**Exercise material:**
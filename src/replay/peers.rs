//! Replay peer protocol: local decision first, then best-effort one-hop fan-out.
//!
//! Propagation never changes the answer given to the caller. The store lock is
//! released before any network call, so a slow or dead peer only costs the
//! caller at most one peer timeout and never stalls other local checks.
//!
//! Two presentations of the same code on two different nodes that race the
//! fan-out can both be accepted; replication narrows the replay window, it
//! does not close it.

use super::{
    coordinator::ReplayCoordinator,
    directory::{NodeDirectory, normalize_address},
    events::EventCategory,
    protocol::{
        CHECK_PATH, CheckRequest, CheckResponse, PEER_TOKEN_HEADER, RESET_PATH, ResetRequest,
    },
    record::{ReplayRecord, Strictness},
};
use crate::APP_USER_AGENT;
use anyhow::{Context, Result};
use reqwest::{Client, RequestBuilder};
use secrecy::{ExposeSecret, SecretString};
use std::{collections::BTreeSet, future::Future, sync::Arc, time::Duration};
use thiserror::Error;
use tokio::{task::JoinSet, time::timeout};
use tracing::{Instrument, Span, debug, info_span, warn};

pub const DEFAULT_PEER_TIMEOUT: Duration = Duration::from_secs(3);

#[derive(Debug, Error)]
pub enum PeerError {
    #[error("peer unreachable: {0}")]
    Unreachable(String),
    #[error("peer answered with status {0}")]
    Status(u16),
    #[error("peer call timed out after {0:?}")]
    Timeout(Duration),
}

impl PeerError {
    #[must_use]
    pub const fn category(&self) -> EventCategory {
        match self {
            Self::Unreachable(_) => EventCategory::PeerUnreachable,
            Self::Status(_) => EventCategory::PeerRejectedCall,
            Self::Timeout(_) => EventCategory::PeerTimeout,
        }
    }
}

/// Outbound half of the peer RPC surface.
pub trait PeerClient: Send + Sync + 'static {
    /// Ask `peer` to record `request.record`; returns the peer's local decision.
    fn check(
        &self,
        peer: &str,
        request: &CheckRequest,
    ) -> impl Future<Output = Result<bool, PeerError>> + Send;

    /// Ask `peer` to clear its replay state.
    fn reset(
        &self,
        peer: &str,
        request: &ResetRequest,
    ) -> impl Future<Output = Result<(), PeerError>> + Send;
}

/// JSON-over-HTTP peer client.
#[derive(Clone)]
pub struct HttpPeerClient {
    client: Client,
    call_timeout: Duration,
    token: Option<SecretString>,
}

impl HttpPeerClient {
    /// # Errors
    /// Returns an error if the HTTP client cannot be built.
    pub fn new(call_timeout: Duration, token: Option<SecretString>) -> Result<Self> {
        let client = Client::builder()
            .user_agent(APP_USER_AGENT)
            .timeout(call_timeout)
            .connect_timeout(call_timeout)
            .build()
            .context("failed to build peer HTTP client")?;

        Ok(Self {
            client,
            call_timeout,
            token,
        })
    }

    fn post(&self, peer: &str, path: &str) -> RequestBuilder {
        let url = format!("{}{path}", peer.trim_end_matches('/'));
        let request = self.client.post(url);
        match &self.token {
            Some(token) => request.header(PEER_TOKEN_HEADER, token.expose_secret()),
            None => request,
        }
    }

    fn transport_error(&self, err: &reqwest::Error) -> PeerError {
        if err.is_timeout() {
            PeerError::Timeout(self.call_timeout)
        } else {
            PeerError::Unreachable(err.to_string())
        }
    }
}

impl std::fmt::Debug for HttpPeerClient {
    fn fmt(&self, f: &mut std::fmt::Formatter<'_>) -> std::fmt::Result {
        f.debug_struct("HttpPeerClient")
            .field("call_timeout", &self.call_timeout)
            .field("token", &self.token.as_ref().map(|_| "***"))
            .finish_non_exhaustive()
    }
}

impl PeerClient for HttpPeerClient {
    async fn check(&self, peer: &str, request: &CheckRequest) -> Result<bool, PeerError> {
        let response = self
            .post(peer, CHECK_PATH)
            .json(request)
            .send()
            .await
            .map_err(|e| self.transport_error(&e))?;

        let status = response.status();
        if !status.is_success() {
            return Err(PeerError::Status(status.as_u16()));
        }

        let body: CheckResponse = response.json().await.map_err(|e| self.transport_error(&e))?;
        Ok(body.accepted)
    }

    async fn reset(&self, peer: &str, request: &ResetRequest) -> Result<(), PeerError> {
        let response = self
            .post(peer, RESET_PATH)
            .json(request)
            .send()
            .await
            .map_err(|e| self.transport_error(&e))?;

        let status = response.status();
        if status.is_success() {
            Ok(())
        } else {
            Err(PeerError::Status(status.as_u16()))
        }
    }
}

/// Node-level entry point combining the local coordinator with peer fan-out.
pub struct ReplayService<P: PeerClient> {
    coordinator: Arc<ReplayCoordinator>,
    directory: Arc<dyn NodeDirectory>,
    client: Arc<P>,
    self_address: Option<String>,
    peer_timeout: Duration,
}

impl<P: PeerClient> ReplayService<P> {
    #[must_use]
    pub fn new(
        coordinator: Arc<ReplayCoordinator>,
        directory: Arc<dyn NodeDirectory>,
        client: Arc<P>,
    ) -> Self {
        Self {
            coordinator,
            directory,
            client,
            self_address: None,
            peer_timeout: DEFAULT_PEER_TIMEOUT,
        }
    }

    /// Own address, never contacted during fan-out.
    #[must_use]
    pub fn with_self_address(mut self, address: Option<String>) -> Self {
        self.self_address = address.and_then(|a| normalize_address(&a).ok());
        self
    }

    #[must_use]
    pub fn with_peer_timeout(mut self, peer_timeout: Duration) -> Self {
        self.peer_timeout = if peer_timeout.is_zero() {
            Duration::from_secs(1)
        } else {
            peer_timeout
        };
        self
    }

    #[must_use]
    pub fn coordinator(&self) -> &ReplayCoordinator {
        &self.coordinator
    }

    #[must_use]
    pub fn self_address(&self) -> Option<&str> {
        self.self_address.as_deref()
    }

    /// Decide locally, then tell the peers if the code was accepted and the
    /// record asks for propagation. The return value is the local decision.
    /// Records checked with `Strictness::Disabled` are never forwarded.
    ///
    /// `peers: None` uses the node directory.
    pub async fn check(&self, peers: Option<Vec<String>>, record: &ReplayRecord) -> bool {
        let accepted = self.coordinator.check(record).await;
        if !accepted || !record.propagate || record.strictness == Strictness::Disabled {
            return accepted;
        }

        let peers = self.resolve_peers(peers);
        if peers.is_empty() {
            return accepted;
        }

        let request = CheckRequest::forwarded(record);
        let span = info_span!("replay.fan_out", op = "check", peers = peers.len());
        let mut calls = JoinSet::new();
        for peer in peers {
            let client = self.client.clone();
            let request = request.clone();
            let limit = self.peer_timeout;
            calls.spawn(async move {
                let result = match timeout(limit, client.check(&peer, &request)).await {
                    Ok(result) => result.map(|_| ()),
                    Err(_) => Err(PeerError::Timeout(limit)),
                };
                (peer, result)
            });
        }
        detach(calls, "check", span).await;

        accepted
    }

    /// Clear local state, then ask each peer to clear theirs without
    /// forwarding further. `peers: None` uses the node directory.
    pub async fn reset(&self, peers: Option<Vec<String>>) {
        self.coordinator.reset().await;

        let peers = self.resolve_peers(peers);
        if peers.is_empty() {
            return;
        }

        let request = ResetRequest::forwarded();
        let span = info_span!("replay.fan_out", op = "reset", peers = peers.len());
        let mut calls = JoinSet::new();
        for peer in peers {
            let client = self.client.clone();
            let request = request.clone();
            let limit = self.peer_timeout;
            calls.spawn(async move {
                let result = match timeout(limit, client.reset(&peer, &request)).await {
                    Ok(result) => result,
                    Err(_) => Err(PeerError::Timeout(limit)),
                };
                (peer, result)
            });
        }
        detach(calls, "reset", span).await;
    }

    fn resolve_peers(&self, peers: Option<Vec<String>>) -> Vec<String> {
        let candidates = match peers {
            None => self.directory.replication_peers(self.self_address.as_deref()),
            Some(list) => list,
        };

        let mut unique = BTreeSet::new();
        for candidate in candidates {
            match normalize_address(&candidate) {
                Ok(address) if Some(address.as_str()) == self.self_address.as_deref() => {}
                Ok(address) => {
                    unique.insert(address);
                }
                Err(err) => warn!(
                    event_id = EventCategory::InvalidPeerAddress.id(),
                    peer = %candidate,
                    "skipping peer: {err}"
                ),
            }
        }
        unique.into_iter().collect()
    }
}

/// Settle the fan-out on its own task and wait for it.
///
/// The peer calls outlive the caller: if the inbound request is dropped
/// (client gave up), the spawned task still drives every call to completion
/// or timeout.
async fn detach(
    calls: JoinSet<(String, Result<(), PeerError>)>,
    op: &'static str,
    span: Span,
) {
    let handle = tokio::spawn(settle(calls, op).instrument(span));
    if let Err(err) = handle.await {
        warn!(
            event_id = EventCategory::PeerUnreachable.id(),
            op,
            "peer fan-out task failed: {err}"
        );
    }
}

/// Wait for every peer call and log each failure; returns how many succeeded.
async fn settle(mut calls: JoinSet<(String, Result<(), PeerError>)>, op: &'static str) -> usize {
    let total = calls.len();
    let mut succeeded = 0;
    while let Some(joined) = calls.join_next().await {
        match joined {
            Ok((peer, Ok(()))) => {
                succeeded += 1;
                debug!(%peer, op, "peer replication call succeeded");
            }
            Ok((peer, Err(err))) => warn!(
                event_id = err.category().id(),
                %peer,
                op,
                "peer replication call failed: {err}"
            ),
            Err(err) => warn!(
                event_id = EventCategory::PeerUnreachable.id(),
                op,
                "peer replication task failed: {err}"
            ),
        }
    }
    debug!(op, succeeded, total, "peer fan-out settled");
    succeeded
}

**Work request:** Return all lines of the material above in which the word "reqwest" occurs.

**Written answer:**
use reqwest::{Client, RequestBuilder};
    fn transport_error(&self, err: &reqwest::Error) -> PeerError {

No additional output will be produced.